OCTOBER 27, 2008    SOMEBODY TOLD ME

Jim Krenn was late for work again this morning at WDVE-FM's Morning Show, but he had a new excuse.  He explained, "Somebody told me this is the week that we set our clocks back."  This is in fact the week, although daylight time won't end until Sunday, November 2.  The switch used to happen on the last Sunday in October, and some clocks are still programmed to reset themselves on that date.  When Krenn saw such a timepiece, he thought that the changeover had already happened.  Therefore, he set the rest of his clocks back, and this morning he slept in.  Somebody told him, and he wanted to believe, so he accepted the idea without further confirmation.

The Pittsburgh Post-Gazette interviewed people at a coffee shop in Greensburg, PA.  One said he's voting for John McCain "'because he's a Christian.  Obama is not.  I heard he's a Muslim and that he took the oath of office on the Koran.'  Told that was untrue, he shook his head in disbelief.  'It's what I've heard and what my whole family has heard.'"  Somebody told him, and he wanted to believe, so he accepted what he'd "heard" as true without checking further.

The newspaper found another man who said he wouldn't vote for Obama "because he'd raise capital gains taxes.  I'd have to go on assistance."  Does this man even know what capital gains are?  He certainly must not be aware that Obama's proposal to increase the maximum tax rate on them from 15% to 20% applies only to families earning more than a quarter million dollars a year.  Such families need not worry about having to go on welfare.  But he heard "tax increase" and thought it applied to him, so that was all he needed to know.
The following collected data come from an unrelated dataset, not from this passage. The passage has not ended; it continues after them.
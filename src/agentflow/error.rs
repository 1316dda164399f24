//! Platform error type.
//!
//! One semantic error enum is shared by every subsystem.  The variants are
//! deliberately coarse: they describe *what kind* of failure occurred, not
//! where.  The HTTP layer maps each kind to a canonical status code, while
//! long-running jobs surface the rendered message into the execution
//! record's `error` field.
//!
//! Two kinds deserve a note:
//!
//! - Tool failures are **not** errors.  A failing tool produces a non-ok
//!   [`ToolResult`](crate::agentflow::tools::ToolResult) that is embedded in
//!   the conversation and fed back to the LLM.
//! - `NotFound` covers both "does not exist" and "exists but belongs to a
//!   different tenant".  The two are indistinguishable on the wire so that
//!   resource ids cannot be probed.

use axum::http::StatusCode;
use axum::response::{IntoResponse, Response};
use axum::Json;
use serde_json::json;
use std::error::Error;
use std::fmt;

/// Semantic failure kinds for the platform.
#[derive(Debug, Clone)]
pub enum PlatformError {
    /// The addressed entity does not exist, or is not visible to the caller.
    NotFound(String),
    /// No credential was presented, or credential validation failed.
    Unauthenticated(String),
    /// Authenticated but lacking scope, or the resource's policy disallows.
    Forbidden(String),
    /// Uniqueness or state conflict.
    Conflict(String),
    /// Admission denied by the rate limiter.
    RateLimited,
    /// Validation failed: bad cron, bad body shape, empty message, cycle.
    InvalidInput(String),
    /// An LLM, KV, or network dependency failed.
    Upstream(String),
    /// Bug or invariant violation.
    Internal(String),
}

impl PlatformError {
    /// Canonical HTTP status code for this error kind.
    pub fn status_code(&self) -> StatusCode {
        match self {
            PlatformError::NotFound(_) => StatusCode::NOT_FOUND,
            PlatformError::Unauthenticated(_) => StatusCode::UNAUTHORIZED,
            PlatformError::Forbidden(_) => StatusCode::FORBIDDEN,
            PlatformError::Conflict(_) => StatusCode::CONFLICT,
            PlatformError::RateLimited => StatusCode::TOO_MANY_REQUESTS,
            PlatformError::InvalidInput(_) => StatusCode::BAD_REQUEST,
            PlatformError::Upstream(_) => StatusCode::BAD_GATEWAY,
            PlatformError::Internal(_) => StatusCode::INTERNAL_SERVER_ERROR,
        }
    }
}

impl fmt::Display for PlatformError {
    fn fmt(&self, f: &mut fmt::Formatter<'_>) -> fmt::Result {
        match self {
            PlatformError::NotFound(msg) => write!(f, "{}", msg),
            PlatformError::Unauthenticated(msg) => write!(f, "{}", msg),
            PlatformError::Forbidden(msg) => write!(f, "{}", msg),
            PlatformError::Conflict(msg) => write!(f, "{}", msg),
            PlatformError::RateLimited => write!(f, "Rate limit exceeded"),
            PlatformError::InvalidInput(msg) => write!(f, "{}", msg),
            PlatformError::Upstream(msg) => write!(f, "Upstream error: {}", msg),
            PlatformError::Internal(msg) => write!(f, "Internal error: {}", msg),
        }
    }
}

impl Error for PlatformError {}

impl IntoResponse for PlatformError {
    fn into_response(self) -> Response {
        let status = self.status_code();
        let body = Json(json!({ "detail": self.to_string() }));
        (status, body).into_response()
    }
}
Can such misapprehensions be corrected, or have the people hardened their hearts and their heads?

In this article, Robert Burton relates how he "jokingly asked a health club acquaintance whether he would change his mind about his choice for president if presented with sufficient facts that contradicted his present beliefs.  He responded with utter confidence.  'Absolutely not,' he said.  'No new facts will change my mind because I know that these facts are correct.'

"In the current presidential election, a major percentage of voters are already committed to 'their candidate'; new arguments and evidence fall on deaf ears.  And yet, if we, as a country, truly want change, we must be open-minded, flexible and willing to revise our opinions when new evidence warrants it.  Most important, we must be able to recognize and acknowledge when we are wrong.  Unfortunately, cognitive science offers some fairly sobering observations about our ability to judge ourselves and others."

Have Americans begun to treat their political beliefs like their religious beliefs, sacred and immutable, so that those who disagree must be crazy or evil and their Satanic arguments must be ignored?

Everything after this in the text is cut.